use std::{env, path::Path, sync::Arc};

use dicom_slice_viewer::{
    config::ViewerConfig,
    directory::{DirectoryClient, FsDirectory},
    instance::SeriesRef,
    slice_cache::{DecodeCache, DicomSliceLoader, FsFetcher},
    viewer::Viewer,
};

fn series_ref(path: &str) -> SeriesRef {
    let name = Path::new(path)
        .file_name()
        .map_or_else(|| path.to_owned(), |name| name.to_string_lossy().into_owned());
    SeriesRef::new(path, name)
}

#[tokio::main(flavor = "current_thread")]
async fn main() {
    env_logger::init();

    let mut args: Vec<String> = env::args().skip(1).collect();
    let output = match args.last() {
        Some(last) if last.to_ascii_lowercase().ends_with(".png") => args.pop(),
        _ => None,
    }
    .unwrap_or_else(|| String::from("result.png"));
    let Some(series_dir) = args.first() else {
        eprintln!("usage: dicom-slice-viewer <series-dir> [overlay-dir] [out.png]");
        std::process::exit(2);
    };

    let config = ViewerConfig::default();
    let cache = Arc::new(DecodeCache::new(
        Arc::new(DicomSliceLoader::new(FsFetcher)),
        config.cache_policy,
    ));
    let directory = DirectoryClient::new(Arc::new(FsDirectory::new("")));
    let viewer = Viewer::new(cache, directory, config);

    viewer.select_series(Some(series_ref(series_dir))).await;
    if let Some(overlay_dir) = args.get(1) {
        viewer.select_overlay(Some(series_ref(overlay_dir))).await;
    }

    let count = viewer.snapshot().slice_count;
    viewer.show_slice(count / 2).await;

    let snapshot = viewer.snapshot();
    if let Some(error) = &snapshot.error {
        eprintln!("{error}");
    }
    for (value, label) in snapshot.labels.iter() {
        println!("{} = {value}", label.display_name);
    }

    viewer
        .composite()
        .save(&output)
        .expect("should have written composite image");
    viewer.shutdown();
}
//! Normalized instance descriptors.
//!
//! Upstream directories do not agree on the shape of an instance record: the
//! id, the instance number and the windowing tags can each live under several
//! field names or nested tag dictionaries. [`InstanceDescriptor::from_value`]
//! resolves all of them once at ingestion, so no other module probes raw
//! records.

use log::debug;
use serde_json::Value;
use std::{collections::HashMap, fmt, sync::Arc};

const ID_KEYS: &[&str] = &["ID", "id", "Id", "instanceId", "SOPInstanceUID"];
const INSTANCE_NUMBER_KEYS: &[&str] = &["instanceNumber", "InstanceNumber"];
const TAG_CONTAINERS: &[&str] = &["MainDicomTags", "Tags", "tags"];
const URL_KEYS: &[&str] = &["fileUrl", "url", "FileUrl", "Path"];

const INSTANCE_NUMBER_TAG: &[&str] = &["InstanceNumber", "0020,0013", "00200013"];
const WINDOW_CENTER_TAG: &[&str] = &["WindowCenter", "0028,1050", "00281050"];
const WINDOW_WIDTH_TAG: &[&str] = &["WindowWidth", "0028,1051", "00281051"];

#[derive(Debug, Clone, PartialEq, Eq, Hash)]
pub struct SeriesRef {
    pub id: String,
    pub name: String,
}

impl SeriesRef {
    pub fn new(id: impl Into<String>, name: impl Into<String>) -> Self {
        Self {
            id: id.into(),
            name: name.into(),
        }
    }
}

/// Opaque decoder key: `<decoder-scheme>:<instance-file-url>`.
#[derive(Debug, Clone, PartialEq, Eq, Hash, PartialOrd, Ord)]
pub struct ImageId(String);

impl ImageId {
    pub fn for_instance(scheme: &str, url: &str) -> Self {
        Self(format!("{scheme}:{url}"))
    }

    pub fn as_str(&self) -> &str {
        &self.0
    }

    /// The part after the scheme prefix, i.e. the file URL.
    pub fn url(&self) -> &str {
        self.0.split_once(':').map_or(self.0.as_str(), |(_, url)| url)
    }
}

impl fmt::Display for ImageId {
    fn fmt(&self, f: &mut fmt::Formatter<'_>) -> fmt::Result {
        f.write_str(&self.0)
    }
}

impl From<&str> for ImageId {
    fn from(value: &str) -> Self {
        Self(value.to_owned())
    }
}

#[derive(Debug, Clone, PartialEq)]
pub struct InstanceDescriptor {
    pub id: String,
    pub instance_number: i64,
    pub window_center: Option<f64>,
    pub window_width: Option<f64>,
    pub file_url: Option<String>,
}

impl InstanceDescriptor {
    pub fn new(id: impl Into<String>, instance_number: i64) -> Self {
        Self {
            id: id.into(),
            instance_number,
            window_center: None,
            window_width: None,
            file_url: None,
        }
    }

    pub fn with_window(mut self, center: f64, width: f64) -> Self {
        self.window_center = Some(center);
        self.window_width = Some(width);
        self
    }

    pub fn with_file_url(mut self, url: impl Into<String>) -> Self {
        self.file_url = Some(url.into());
        self
    }

    /// Normalize a raw directory record. `position` is the record's index in
    /// the listing and serves as instance number of last resort.
    ///
    /// Records without any usable id are dropped.
    pub fn from_value(raw: &Value, position: usize) -> Option<Self> {
        let Some(id) = first_string(raw, ID_KEYS) else {
            debug!("dropping instance record {position} without an id");
            return None;
        };

        let instance_number = first_number(raw, INSTANCE_NUMBER_KEYS)
            .or_else(|| tag_number(raw, INSTANCE_NUMBER_TAG))
            .or_else(|| raw.get("IndexInSeries").and_then(number_of))
            .map(|n| n as i64)
            .unwrap_or(position as i64);

        let window_center = first_number(raw, &["windowCenter"])
            .or_else(|| tag_number(raw, WINDOW_CENTER_TAG))
            .or_else(|| first_number(raw, &WINDOW_CENTER_TAG[..1]));
        let window_width = first_number(raw, &["windowWidth"])
            .or_else(|| tag_number(raw, WINDOW_WIDTH_TAG))
            .or_else(|| first_number(raw, &WINDOW_WIDTH_TAG[..1]));

        Some(Self {
            id,
            instance_number,
            window_center,
            window_width,
            file_url: first_string(raw, URL_KEYS),
        })
    }

    pub fn image_id(&self, scheme: &str) -> ImageId {
        ImageId::for_instance(scheme, self.file_url.as_deref().unwrap_or(&self.id))
    }
}

fn first_string(raw: &Value, keys: &[&str]) -> Option<String> {
    keys.iter().find_map(|key| match raw.get(*key)? {
        Value::String(s) if !s.is_empty() => Some(s.clone()),
        Value::Number(n) => Some(n.to_string()),
        _ => None,
    })
}

fn first_number(raw: &Value, keys: &[&str]) -> Option<f64> {
    keys.iter().find_map(|key| raw.get(*key).and_then(number_of))
}

fn tag_number(raw: &Value, tag_keys: &[&str]) -> Option<f64> {
    TAG_CONTAINERS
        .iter()
        .filter_map(|container| raw.get(*container))
        .find_map(|tags| first_number(tags, tag_keys))
}

/// Best-effort numeric value of a tag: plain numbers, numeric strings
/// (first backslash component of a multi-valued string), arrays and
/// DICOM JSON `{ "Value": [...] }` wrappers.
fn number_of(value: &Value) -> Option<f64> {
    match value {
        Value::Number(n) => n.as_f64(),
        Value::String(s) => s.split('\\').next()?.trim().parse::<f64>().ok(),
        Value::Array(items) => items.first().and_then(number_of),
        Value::Object(map) => map.get("Value").and_then(number_of),
        _ => None,
    }
    .filter(|n| n.is_finite())
}

/// Ordered, immutable slices of one series. Index `0..len` is the slice index.
#[derive(Debug, Clone, Default, PartialEq)]
pub struct SliceSet {
    instances: Arc<[InstanceDescriptor]>,
}

impl SliceSet {
    /// Stable sort by instance number; equal numbers keep listing order.
    pub fn from_unsorted(mut instances: Vec<InstanceDescriptor>) -> Self {
        instances.sort_by_key(|instance| instance.instance_number);
        Self {
            instances: instances.into(),
        }
    }

    pub fn len(&self) -> usize {
        self.instances.len()
    }

    pub fn is_empty(&self) -> bool {
        self.instances.is_empty()
    }

    pub fn get(&self, index: usize) -> Option<&InstanceDescriptor> {
        self.instances.get(index)
    }

    pub fn iter(&self) -> impl Iterator<Item = &InstanceDescriptor> {
        self.instances.iter()
    }

    pub fn image_ids(&self, scheme: &str) -> Vec<ImageId> {
        self.iter().map(|instance| instance.image_id(scheme)).collect()
    }
}

/// Lookup of overlay slices by the instance number of the base slice.
#[derive(Debug, Clone, Default)]
pub struct OverlayIndex {
    by_number: HashMap<i64, InstanceDescriptor>,
}

impl OverlayIndex {
    pub fn build(slices: &SliceSet) -> Self {
        let mut by_number = HashMap::with_capacity(slices.len());
        for instance in slices.iter() {
            by_number
                .entry(instance.instance_number)
                .or_insert_with(|| instance.clone());
        }
        Self { by_number }
    }

    pub fn lookup(&self, instance_number: i64) -> Option<&InstanceDescriptor> {
        self.by_number.get(&instance_number)
    }

    pub fn len(&self) -> usize {
        self.by_number.len()
    }

    pub fn is_empty(&self) -> bool {
        self.by_number.is_empty()
    }
}
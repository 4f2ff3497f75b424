use crate::instance::{InstanceDescriptor, SliceSet};

use dicom::object::OpenFileOptions;
use dicom_dictionary_std::tags;
use futures::future::BoxFuture;
use log::{debug, error};
use serde_json::{Map, Value, json};
use std::{
    collections::HashSet,
    fs,
    path::{Path, PathBuf},
    sync::Arc,
};
use thiserror::Error;

#[derive(Debug, Error)]
pub enum DirectoryError {
    #[error("Instance directory unavailable: {0}")]
    Unavailable(String),

    #[error("Malformed instance listing: {0}")]
    Malformed(String),

    #[error("IO error: {0}")]
    Io(#[from] std::io::Error),

    #[error("DICOM error: {0}")]
    Dicom(#[from] dicom::object::ReadError),
}

/// External service resolving a series id to its raw instance records.
pub trait InstanceDirectory: Send + Sync {
    fn fetch_instances(&self, series_id: &str) -> BoxFuture<'_, Result<Vec<Value>, DirectoryError>>;
}

/// Result of a listing. A failed listing still yields a (empty) slice set.
#[derive(Debug, Default)]
pub struct SliceListing {
    pub slices: SliceSet,
    pub error: Option<DirectoryError>,
}

#[derive(Clone)]
pub struct DirectoryClient {
    directory: Arc<dyn InstanceDirectory>,
    file_url_template: Option<String>,
}

impl DirectoryClient {
    pub fn new(directory: Arc<dyn InstanceDirectory>) -> Self {
        Self {
            directory,
            file_url_template: None,
        }
    }

    /// Template for instances whose record carries no file URL; `{id}` is
    /// replaced with the instance id.
    pub fn with_file_url_template(mut self, template: impl Into<String>) -> Self {
        self.file_url_template = Some(template.into());
        self
    }

    /// List the instances of a series, ordered by instance number.
    ///
    /// Never fails: errors are reported next to an empty slice set.
    pub async fn list_instances(&self, series_id: &str) -> SliceListing {
        let records = match self.directory.fetch_instances(series_id).await {
            Ok(records) => records,
            Err(err) => {
                error!("listing instances of series {series_id} failed: {err}");
                return SliceListing {
                    slices: SliceSet::default(),
                    error: Some(err),
                };
            }
        };

        let mut seen = HashSet::new();
        let instances: Vec<_> = records
            .iter()
            .enumerate()
            .filter_map(|(position, raw)| InstanceDescriptor::from_value(raw, position))
            .filter(|instance| seen.insert(instance.id.clone()))
            .map(|mut instance| {
                if instance.file_url.is_none() {
                    instance.file_url = self
                        .file_url_template
                        .as_ref()
                        .map(|template| template.replace("{id}", &instance.id));
                }
                instance
            })
            .collect();

        debug!(
            "series {series_id}: {} of {} records usable",
            instances.len(),
            records.len()
        );

        let error = (instances.is_empty() && !records.is_empty()).then(|| {
            error!("series {series_id}: no instance record carries an id");
            DirectoryError::Malformed(format!("{} records without instance ids", records.len()))
        });
        SliceListing {
            slices: SliceSet::from_unsorted(instances),
            error,
        }
    }
}

/// Directory backed by local folders: a series id names a folder of `.dcm` files.
pub struct FsDirectory {
    root: PathBuf,
}

impl FsDirectory {
    pub fn new(root: impl AsRef<Path>) -> Self {
        Self {
            root: root.as_ref().to_path_buf(),
        }
    }

    fn list_folder(folder: &Path) -> Result<Vec<Value>, DirectoryError> {
        let mut paths: Vec<_> = fs::read_dir(folder)?
            .filter_map(Result::ok)
            .map(|entry| entry.path())
            .filter(|path| {
                path.extension()
                    .and_then(|s| s.to_str())
                    .is_some_and(|ext| ext.eq_ignore_ascii_case("dcm"))
            })
            .collect();
        paths.sort();

        paths.iter().map(|path| Self::record_for_file(path)).collect()
    }

    fn record_for_file(path: &Path) -> Result<Value, DirectoryError> {
        // Header tags only; the pixel payload is never needed here
        let object = OpenFileOptions::new()
            .read_until(tags::PIXEL_DATA)
            .open_file(path)?;
        let mut tags_map = Map::new();

        if let Some(number) = object
            .element(tags::INSTANCE_NUMBER)
            .ok()
            .and_then(|e| e.to_int::<i32>().ok())
        {
            tags_map.insert("InstanceNumber".into(), json!(number));
        }
        for (key, tag) in [
            ("WindowCenter", tags::WINDOW_CENTER),
            ("WindowWidth", tags::WINDOW_WIDTH),
        ] {
            if let Some(value) = object.element(tag).ok().and_then(|e| e.to_str().ok()) {
                tags_map.insert(key.into(), json!(value.trim_end_matches('\0').trim()));
            }
        }

        let location = path.to_string_lossy();
        Ok(json!({
            "ID": location,
            "fileUrl": format!("file://{location}"),
            "MainDicomTags": Value::Object(tags_map),
        }))
    }
}

impl InstanceDirectory for FsDirectory {
    fn fetch_instances(&self, series_id: &str) -> BoxFuture<'_, Result<Vec<Value>, DirectoryError>> {
        let folder = self.root.join(series_id);
        Box::pin(async move {
            tokio::task::spawn_blocking(move || Self::list_folder(&folder))
                .await
                .map_err(|err| DirectoryError::Unavailable(err.to_string()))?
        })
    }
}
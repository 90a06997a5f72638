//! User directory for admins: listing, creation and edits.
use serde::Serialize;
use serde_json::{Map, Value};
use tracing::{info, instrument, warn};

use crate::client::ApiClient;
use crate::error::SyncError;
use crate::model::{EntityKey, EntityKind, Role, User};
use crate::mutation::{MutationController, MutationHandle};

#[derive(Debug, Clone, PartialEq, Serialize)]
pub struct UserForm {
    pub username: String,
    pub email: String,
    pub role: Role,
    pub is_active: bool,
    /// Required when creating; left out of an edit to keep the current one.
    #[serde(skip_serializing_if = "Option::is_none")]
    pub password: Option<String>,
}

impl UserForm {
    fn to_body(&self) -> Result<Map<String, Value>, SyncError> {
        match serde_json::to_value(self)? {
            Value::Object(map) => Ok(map),
            other => Err(SyncError::Decode(format!("user form encoded as {other}"))),
        }
    }
}

#[derive(Clone)]
pub struct UserDirectory {
    client: ApiClient,
    mutations: MutationController,
}

impl UserDirectory {
    pub fn new(client: ApiClient, mutations: MutationController) -> Self {
        Self { client, mutations }
    }

    /// Reload the directory. Returns how many users came back.
    #[instrument(skip_all)]
    pub async fn refresh(&self) -> Result<usize, SyncError> {
        let items = self.client.list_entities(EntityKind::User).await?;
        let items: Vec<(i64, Value)> = items
            .into_iter()
            .filter_map(|item| match item.get("id").and_then(Value::as_i64) {
                Some(id) => Some((id, item)),
                None => {
                    warn!(%item, "user without id ignored");
                    None
                }
            })
            .collect();
        let count = items.len();
        self.mutations.store().replace_all(EntityKind::User, items);
        info!(count, "user directory refreshed");
        Ok(count)
    }

    pub fn users(&self) -> Result<Vec<User>, SyncError> {
        self.mutations.store().list_as(EntityKind::User)
    }

    pub fn user(&self, id: i64) -> Result<Option<User>, SyncError> {
        self.mutations.store().get_as(EntityKey::user(id))
    }

    /// Create an account. Not optimistic: the id is server-assigned.
    #[instrument(skip(self, form), fields(username = %form.username))]
    pub async fn create_user(&self, form: UserForm) -> Result<User, SyncError> {
        if form.password.as_deref().map_or(true, str::is_empty) {
            return Err(SyncError::ValidationFailed(
                "password is required for a new user".into(),
            ));
        }
        let created = self
            .client
            .create_entity(EntityKind::User, &form.to_body()?)
            .await?;
        let user: User = serde_json::from_value(created.clone())?;
        self.mutations.store().upsert(EntityKey::user(user.id), created);
        info!(id = user.id, "user created");
        Ok(user)
    }

    /// Show the edit right away and PUT it. The password never reaches
    /// local state.
    pub fn update_user(&self, id: i64, form: UserForm) -> Result<MutationHandle, SyncError> {
        let body = form.to_body()?;
        let mut patch = body.clone();
        patch.remove("password");
        let client = self.client.clone();
        Ok(self
            .mutations
            .apply_mutation(EntityKey::user(id), patch, move || async move {
                client.put_entity(EntityKind::User, id, &body).await
            }))
    }

    #[instrument(skip(self))]
    pub async fn delete_user(&self, id: i64) -> Result<(), SyncError> {
        let client = self.client.clone();
        self.mutations
            .apply_delete(EntityKey::user(id), move || async move {
                client.delete_entity(EntityKind::User, id).await?;
                Ok(Value::Null)
            })
            .outcome()
            .await?;
        info!(id, "user deleted");
        Ok(())
    }
}
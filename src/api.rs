//! Seams to the remote task service: raw request execution and the two
//! unauthenticated auth endpoints, plus their reqwest-backed implementation.
use anyhow::Context;
use async_trait::async_trait;
use reqwest::multipart::{Form, Part};
use reqwest::{Client, Method, Url};
use serde::Deserialize;
use serde_json::{json, Value};
use std::fmt;
use std::time::Duration;
use tracing::{debug, warn};

use crate::config::Config;
use crate::error::SyncError;
use crate::model::LoginGrant;

pub const LOGIN_PATH: &str = "token/email/";
pub const RENEW_PATH: &str = "token/refresh/";

/// A multipart form with text fields and one file part. Kept as plain data
/// so the request can be replayed after a token renewal.
#[derive(Clone, PartialEq)]
pub struct Upload {
    pub fields: Vec<(String, String)>,
    pub file_field: String,
    pub file_name: String,
    pub bytes: Vec<u8>,
}

impl fmt::Debug for Upload {
    fn fmt(&self, f: &mut fmt::Formatter<'_>) -> fmt::Result {
        f.debug_struct("Upload")
            .field("fields", &self.fields)
            .field("file_name", &self.file_name)
            .field("len", &self.bytes.len())
            .finish()
    }
}

impl Upload {
    fn into_form(self) -> Result<Form, SyncError> {
        let mime = content_type(&self.file_name);
        let part = Part::bytes(self.bytes)
            .file_name(self.file_name)
            .mime_str(mime)
            .map_err(|err| SyncError::ValidationFailed(format!("bad content type: {err}")))?;
        let form = self
            .fields
            .into_iter()
            .fold(Form::new(), |form, (name, value)| form.text(name, value));
        Ok(form.part(self.file_field, part))
    }
}

fn content_type(file_name: &str) -> &'static str {
    let ext = file_name
        .rsplit_once('.')
        .map(|(_, ext)| ext.to_ascii_lowercase())
        .unwrap_or_default();
    match ext.as_str() {
        "pdf" => "application/pdf",
        "png" => "image/png",
        "jpg" | "jpeg" => "image/jpeg",
        "gif" => "image/gif",
        "txt" => "text/plain",
        "csv" => "text/csv",
        "doc" => "application/msword",
        "docx" => "application/vnd.openxmlformats-officedocument.wordprocessingml.document",
        "xlsx" => "application/vnd.openxmlformats-officedocument.spreadsheetml.sheet",
        _ => "application/octet-stream",
    }
}

/// One outbound call, relative to the API base URL.
#[derive(Clone, PartialEq)]
pub struct ApiRequest {
    pub method: Method,
    pub path: String,
    pub body: Option<Value>,
    pub upload: Option<Upload>,
    pub bearer: Option<String>,
}

impl fmt::Debug for ApiRequest {
    fn fmt(&self, f: &mut fmt::Formatter<'_>) -> fmt::Result {
        f.debug_struct("ApiRequest")
            .field("method", &self.method)
            .field("path", &self.path)
            .field("has_body", &self.body.is_some())
            .field("upload", &self.upload)
            .field("has_bearer", &self.bearer.is_some())
            .finish()
    }
}

impl ApiRequest {
    pub fn new(method: Method, path: impl Into<String>, body: Option<Value>) -> Self {
        Self {
            method,
            path: path.into(),
            body,
            upload: None,
            bearer: None,
        }
    }

    pub fn multipart(path: impl Into<String>, upload: Upload) -> Self {
        Self {
            upload: Some(upload),
            ..Self::new(Method::POST, path, None)
        }
    }

    pub fn with_bearer(mut self, token: Option<String>) -> Self {
        self.bearer = token;
        self
    }
}

#[derive(Debug, Clone, PartialEq)]
pub struct ApiResponse {
    pub status: u16,
    pub body: Value,
}

impl ApiResponse {
    pub fn new(status: u16, body: Value) -> Self {
        Self { status, body }
    }

    pub fn is_success(&self) -> bool {
        (200..300).contains(&self.status)
    }

    pub fn is_auth_failure(&self) -> bool {
        self.status == 401 || self.status == 403
    }

    /// Success body, or the mapped error for any other status.
    pub fn into_result(self) -> Result<Value, SyncError> {
        if self.is_success() {
            Ok(self.body)
        } else {
            Err(SyncError::from_status(self.status, self.body))
        }
    }
}

/// Executes requests exactly as given. Transport failures surface as
/// `NetworkUnavailable`; every HTTP status comes back as a response.
#[async_trait]
pub trait Transport: Send + Sync {
    async fn execute(&self, request: ApiRequest) -> Result<ApiResponse, SyncError>;
}

/// The credential endpoints, called without a bearer.
#[async_trait]
pub trait AuthApi: Send + Sync {
    async fn login(&self, email: &str, password: &str) -> Result<LoginGrant, SyncError>;

    /// Exchange a refresh token for a fresh access token.
    async fn renew(&self, refresh: &str) -> Result<String, SyncError>;
}

#[derive(Clone)]
pub struct HttpApi {
    http: Client,
    base_url: Url,
}

impl fmt::Debug for HttpApi {
    fn fmt(&self, f: &mut fmt::Formatter<'_>) -> fmt::Result {
        f.debug_struct("HttpApi")
            .field("base_url", &self.base_url)
            .finish_non_exhaustive()
    }
}

impl HttpApi {
    pub fn from_config(cfg: &Config) -> anyhow::Result<Self> {
        let base_url = cfg.api.url()?;
        Self::with_base_url(base_url, cfg.api.timeout())
    }

    pub fn with_base_url(base_url: Url, timeout: Duration) -> anyhow::Result<Self> {
        let http = Client::builder()
            .user_agent(concat!("taskboard-sync/", env!("CARGO_PKG_VERSION")))
            .timeout(timeout)
            .build()
            .context("failed to build HTTP client")?;
        Ok(Self { http, base_url })
    }

    pub fn base_url(&self) -> &Url {
        &self.base_url
    }

    pub fn build_request(&self, request: &ApiRequest) -> Result<reqwest::Request, SyncError> {
        let endpoint = self
            .base_url
            .join(request.path.trim_start_matches('/'))
            .map_err(|err| SyncError::ValidationFailed(format!("bad path {}: {err}", request.path)))?;
        let mut builder = self
            .http
            .request(request.method.clone(), endpoint)
            .header("Accept", "application/json");
        if let Some(token) = &request.bearer {
            builder = builder.header("Authorization", format!("Bearer {}", token));
        }
        if let Some(upload) = &request.upload {
            builder = builder.multipart(upload.clone().into_form()?);
        } else if let Some(body) = &request.body {
            builder = builder.json(body);
        }
        builder
            .build()
            .map_err(|err| SyncError::ValidationFailed(format!("failed to build request: {err}")))
    }
}

#[async_trait]
impl Transport for HttpApi {
    async fn execute(&self, request: ApiRequest) -> Result<ApiResponse, SyncError> {
        let built = self.build_request(&request)?;
        debug!(method = %request.method, url = %built.url(), "sending api request");
        let res = self.http.execute(built).await.map_err(|err| {
            warn!(?err, path = %request.path, "api request did not complete");
            SyncError::NetworkUnavailable(err.to_string())
        })?;

        let status = res.status().as_u16();
        let text = res
            .text()
            .await
            .map_err(|err| SyncError::NetworkUnavailable(err.to_string()))?;
        let body = if text.trim().is_empty() {
            Value::Null
        } else {
            serde_json::from_str(&text).unwrap_or(Value::String(text))
        };
        debug!(status, path = %request.path, "api response");
        Ok(ApiResponse { status, body })
    }
}

#[derive(Deserialize)]
struct RenewResponse {
    access: String,
}

#[async_trait]
impl AuthApi for HttpApi {
    async fn login(&self, email: &str, password: &str) -> Result<LoginGrant, SyncError> {
        let request = ApiRequest::new(
            Method::POST,
            LOGIN_PATH,
            Some(json!({ "email": email, "password": password })),
        );
        let body = self.execute(request).await?.into_result()?;
        Ok(serde_json::from_value(body)?)
    }

    async fn renew(&self, refresh: &str) -> Result<String, SyncError> {
        let request = ApiRequest::new(Method::POST, RENEW_PATH, Some(json!({ "refresh": refresh })));
        let response = self.execute(request).await?;
        let payload: RenewResponse = serde_json::from_value(renewal_result(response)?)?;
        Ok(payload.access)
    }
}

/// Only an explicit rejection of the refresh token ends the session. Any
/// other failure status (timeouts, rate limiting, outages) keeps it.
fn renewal_result(response: ApiResponse) -> Result<Value, SyncError> {
    match response.status {
        400 | 401 | 403 => Err(SyncError::SessionExpired),
        _ if response.is_success() => Ok(response.body),
        status => Err(SyncError::Server {
            status,
            body: response.body.to_string(),
        }),
    }
}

→ **Problem statement**
Within the data above, count the lines that contain the string "carries"; the reply is the number alone.

→ **Result of the exercise**
2